Entomologist, and a "butterfly farmer"

Ximena McGlashan (October 25, 1893 – June 24, 1986), later Ximena McGlashan Howard, was an American entomologist, and a "butterfly farmer" based in Truckee, California.

==Early life==
Ximena Myrtle McGlashan was born in Truckee, California, sixth of the seven daughters of Charles Fayette McGlashan and Leonora Keiser McGlashan. Her father collected butterflies and moths, so Ximena had access to samples to study from a young age. She earned a teaching certificate at San Jose Normal School in 1911, but did not pursue a teaching career.

==Career==
In 1911, Ximena McGlashan and her father started a business selling butterflies to collectors, which became the first commercial butterfly farm in the United States. She raised larvae in jars and boxes on the family property, and perfected her skills at preparing specimens for shipment. She promoted the idea as a profitable option for young rural women, because it required little investment to start, and no heavy physical work. She published a magazine for amateur entomologists, The Butterfly Farmer, in 1913 and 1914. "My greatest aim has been to inspire a love for the beautiful in entomology," she explained of her work. They opened a museum for the tourists who came to their house to see the butterflies.

Photograph of McGlashan taken in 1910.

A species of Limacodidae, Sibine ximenans, was named for Ximena McGlashan by entomologist Harrison Gray Dyar Jr.

From her butterfly farm earnings, she paid her way to enroll in the entomology program at the University of California Berkeley before transferring a year later to Stanford University, where she earned a degree in entomology in 1916.

Due to her marriage to John Carey Howard, Ximena was forced to drop her interests in studying butterflies further to support her husband as he was teaching survival tactics to troops at Fort Leavenworth in Kansas. Although she never pursued a career in entomology after graduating, she would eventually join the Xerces Society.

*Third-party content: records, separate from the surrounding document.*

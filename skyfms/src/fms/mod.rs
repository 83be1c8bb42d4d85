//! The flight-management core.
//!
//! [`Fms`] owns the installed flight plan and all derived navigation
//! state behind a single lock, and exposes three surfaces:
//!
//! - [`Fms::update`] runs one full derivation cycle per telemetry sample
//!   (smoothing, sequencing, route walk, descent point, phase, alerts,
//!   vertical guidance),
//! - command methods ([`Fms::set_direct_to`], [`Fms::modify_leg_constraint`])
//!   edit the route between cycles,
//! - [`Fms::snapshot`] and [`Fms::legs`] hand owned copies to renderers.
//!
//! # Concurrency
//!
//! One coarse mutex guards everything. Every operation is short, bounded
//! arithmetic over the leg list; no I/O ever happens under the lock. Plan
//! acquisition runs on its own thread and swaps a finished plan in
//! through [`Fms::install_plan`].

mod phase;
mod progress;
mod resync;
mod snapshot;
mod state;
mod vnav;

pub use phase::{BaroAlert, FlightPhase};
pub use snapshot::FmsSnapshot;

use parking_lot::Mutex;
use tracing::info;

use crate::config::FmsConfig;
use crate::plan::{FlightPlan, Leg, LegConstraint};
use crate::telemetry::TelemetrySample;
use state::FmsState;

/// Status surface texts shown on the flight displays.
pub mod status {
    /// No plan has been installed.
    pub const NO_PLAN: &str = "NO F-PLN";
    /// A plan fetch is in progress.
    pub const LOADING: &str = "LOADING...";
    /// A plan is installed.
    pub const LOADED: &str = "LOADED";
    /// The last fetch failed at the network layer.
    pub const NET_ERROR: &str = "NET ERROR";
    /// The last fetch returned an unparseable document.
    pub const LOAD_ERROR: &str = "LOAD ERROR";
}

/// The flight-management core.
pub struct Fms {
    config: FmsConfig,
    state: Mutex<FmsState>,
}

impl Default for Fms {
    fn default() -> Self {
        Self::new(FmsConfig::default())
    }
}

impl Fms {
    /// Create a core with the given tuning profile and no plan.
    pub fn new(config: FmsConfig) -> Self {
        Self {
            config,
            state: Mutex::new(FmsState::new()),
        }
    }

    /// The tuning profile the core was built with.
    pub fn config(&self) -> &FmsConfig {
        &self.config
    }

    /// Run one full update cycle against a telemetry sample.
    ///
    /// Without an installed plan this is a no-op. Speed smoothing runs on
    /// every sample; the position-dependent stages are skipped when the
    /// sample carries no fix, leaving the last-known-good derived state
    /// in place.
    pub fn update(&self, sample: &TelemetrySample) {
        let mut state = self.state.lock();
        if !state.loaded || state.plan.is_empty() {
            return;
        }

        state.fuel_kg = sample.fuel_kg;
        state.fuel_flow_kg_hr = sample.fuel_flow_kg_hr;
        progress::update_smoothing(&mut state, sample);

        if !sample.has_valid_fix() {
            return;
        }

        if !state.position_synced {
            resync::resync_active_leg(&mut state, sample);
            // Seed crossing detection so install altitude jumps cannot
            // raise a spurious baro alert
            state.last_alt_ft = sample.altitude_ft;
        }

        progress::refresh_active_leg(&mut state, sample);
        progress::sequence_waypoints(&mut state, &self.config, sample);
        progress::walk_route(&mut state, &self.config, sample);
        vnav::update_descent_point(&mut state, &self.config, sample);
        phase::update_phase(&mut state, &self.config, sample);
        phase::update_baro_alert(&mut state, &self.config, sample);
        vnav::update_guidance(&mut state, &self.config, sample);

        state.last_alt_ft = sample.altitude_ft;
    }

    /// Install a plan, replacing any previous one and resetting all
    /// per-flight state. The active leg is re-derived from the next fix.
    pub fn install_plan(&self, plan: FlightPlan) {
        let mut state = self.state.lock();
        info!(
            origin = %plan.origin.icao,
            destination = %plan.destination.icao,
            legs = plan.len(),
            "Flight plan installed"
        );
        state.install_plan(plan);
    }

    /// Overwrite the status surface text.
    pub fn set_status(&self, status: impl Into<String>) {
        self.state.lock().status = status.into();
    }

    /// Current status surface text.
    pub fn status(&self) -> String {
        self.state.lock().status.clone()
    }

    /// Whether a plan is installed.
    pub fn is_loaded(&self) -> bool {
        self.state.lock().loaded
    }

    /// Index of the active leg.
    pub fn active_index(&self) -> usize {
        self.state.lock().active_idx
    }

    /// Jump the active leg to the given index.
    ///
    /// Out-of-range indices are ignored; the route is left untouched.
    pub fn set_direct_to(&self, leg_index: usize) {
        let mut state = self.state.lock();
        if leg_index < state.plan.legs.len() {
            info!(index = leg_index, "Direct-to engaged");
            state.active_idx = leg_index;
        }
    }

    /// Apply a speed/altitude constraint edit to one leg.
    ///
    /// Out-of-range indices are ignored; the route is left untouched.
    pub fn modify_leg_constraint(&self, leg_index: usize, constraint: &LegConstraint) {
        let mut state = self.state.lock();
        if let Some(leg) = state.plan.legs.get_mut(leg_index) {
            leg.apply_constraint(constraint);
        }
    }

    /// Owned copy of the route legs, in flight order.
    pub fn legs(&self) -> Vec<Leg> {
        self.state.lock().plan.legs.clone()
    }

    /// Owned copy of the installed plan.
    pub fn plan(&self) -> FlightPlan {
        self.state.lock().plan.clone()
    }

    /// Capture an owned point-in-time view for the displays.
    pub fn snapshot(&self) -> FmsSnapshot {
        FmsSnapshot::capture(&self.state.lock())
    }
}

#[cfg(test)]
mod tests {
    use super::*;
    use crate::plan::AirportInfo;
    use chrono::{TimeZone, Utc};

    fn northbound_plan() -> FlightPlan {
        FlightPlan::new(
            vec![
                Leg::new("A", 50.0, 10.0),
                Leg::new("B", 51.0, 10.0),
                Leg::new("C", 52.0, 10.0),
            ],
            AirportInfo::new("AAAA", 0.0),
            AirportInfo::new("BBBB", 0.0),
            34_000.0,
        )
    }

    fn fix(lat: f64, lon: f64, alt_ft: f64, gs_kt: f64, secs: i64) -> TelemetrySample {
        TelemetrySample::at(
            lat,
            lon,
            alt_ft,
            gs_kt,
            8000.0,
            2400.0,
            Utc.with_ymd_and_hms(2026, 1, 1, 12, 0, 0).unwrap() + chrono::Duration::seconds(secs),
        )
    }

    #[test]
    fn test_update_without_plan_is_noop() {
        let fms = Fms::default();
        fms.update(&fix(50.0, 10.0, 10_000.0, 400.0, 0));

        let snapshot = fms.snapshot();
        assert!(!snapshot.loaded);
        assert_eq!(snapshot.status, status::NO_PLAN);
        assert_eq!(snapshot.dist_to_dest_nm, 0.0);
    }

    #[test]
    fn test_install_resets_state() {
        let fms = Fms::default();
        fms.install_plan(northbound_plan());
        fms.set_direct_to(2);

        fms.install_plan(northbound_plan());
        assert_eq!(fms.active_index(), 0);
        assert_eq!(fms.status(), status::LOADED);
        assert!(fms.is_loaded());
    }

    #[test]
    fn test_update_drives_progress() {
        let fms = Fms::default();
        fms.install_plan(northbound_plan());
        fms.update(&fix(50.6, 10.0, 34_000.0, 420.0, 0));

        let snapshot = fms.snapshot();
        // Resync picks B inbound; 24 NM to B plus the two static segments
        assert_eq!(snapshot.active_index, 1);
        assert!((snapshot.dist_to_dest_nm - 144.0).abs() < 1.5);
        assert!(snapshot.progress_pct > 15.0);
    }

    #[test]
    fn test_fixless_sample_keeps_derived_state() {
        let fms = Fms::default();
        fms.install_plan(northbound_plan());
        fms.update(&fix(50.5, 10.0, 34_000.0, 420.0, 0));
        let before = fms.snapshot();

        fms.update(&fix(0.0, 0.0, 0.0, 0.0, 1));
        let after = fms.snapshot();

        assert_eq!(after.active_index, before.active_index);
        assert_eq!(after.dist_to_dest_nm, before.dist_to_dest_nm);
        assert_eq!(after.progress_pct, before.progress_pct);
    }

    #[test]
    fn test_direct_to_in_range() {
        let fms = Fms::default();
        fms.install_plan(northbound_plan());
        fms.set_direct_to(2);
        assert_eq!(fms.active_index(), 2);
    }

    #[test]
    fn test_direct_to_out_of_range_ignored() {
        let fms = Fms::default();
        fms.install_plan(northbound_plan());
        fms.set_direct_to(1);
        fms.set_direct_to(99);
        assert_eq!(fms.active_index(), 1);
    }

    #[test]
    fn test_constraint_modification() {
        let fms = Fms::default();
        fms.install_plan(northbound_plan());
        fms.modify_leg_constraint(1, &LegConstraint::altitude(12_000.0, false));
        assert_eq!(fms.legs()[1].plan_alt_ft, 12_000.0);
    }

    #[test]
    fn test_constraint_out_of_range_leaves_route_untouched() {
        let fms = Fms::default();
        fms.install_plan(northbound_plan());
        let before = fms.plan();

        fms.modify_leg_constraint(99, &LegConstraint::altitude(12_000.0, false));

        assert_eq!(fms.plan(), before);
    }

    #[test]
    fn test_no_spurious_baro_alert_on_airborne_install() {
        // Installing a plan at cruise must not read the altitude jump
        // from 0 as a transition crossing
        let fms = Fms::default();
        let mut plan = northbound_plan();
        plan.origin.transition_alt_ft = 18_000.0;
        fms.install_plan(plan);

        fms.update(&fix(50.5, 10.0, 34_000.0, 420.0, 0));
        assert_eq!(fms.snapshot().baro_alert, None);
    }
}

==Personal life and legacy==
Ximena McGlashan eloped with John Carey Howard in 1916. They had two children, John Jr. and Jeanne. Howard became a professor of military science at University of California Berkeley. Ximena was widowed when John died in 1952. She died in 1986, aged 92 years.

The McGlashans' butterfly collection was held at the Nevada County Courthouse for many years. It was moved to Donner Memorial State Park, and in 2015 to the Truckee Community Recreation Center. Ximena McGlashan's papers are archived at the Joseph Research Library, Truckee-Donner Historical Society. The McGlashan Butterfly Foundation in Truckee funds scholarships and grants for local students interested in entomology.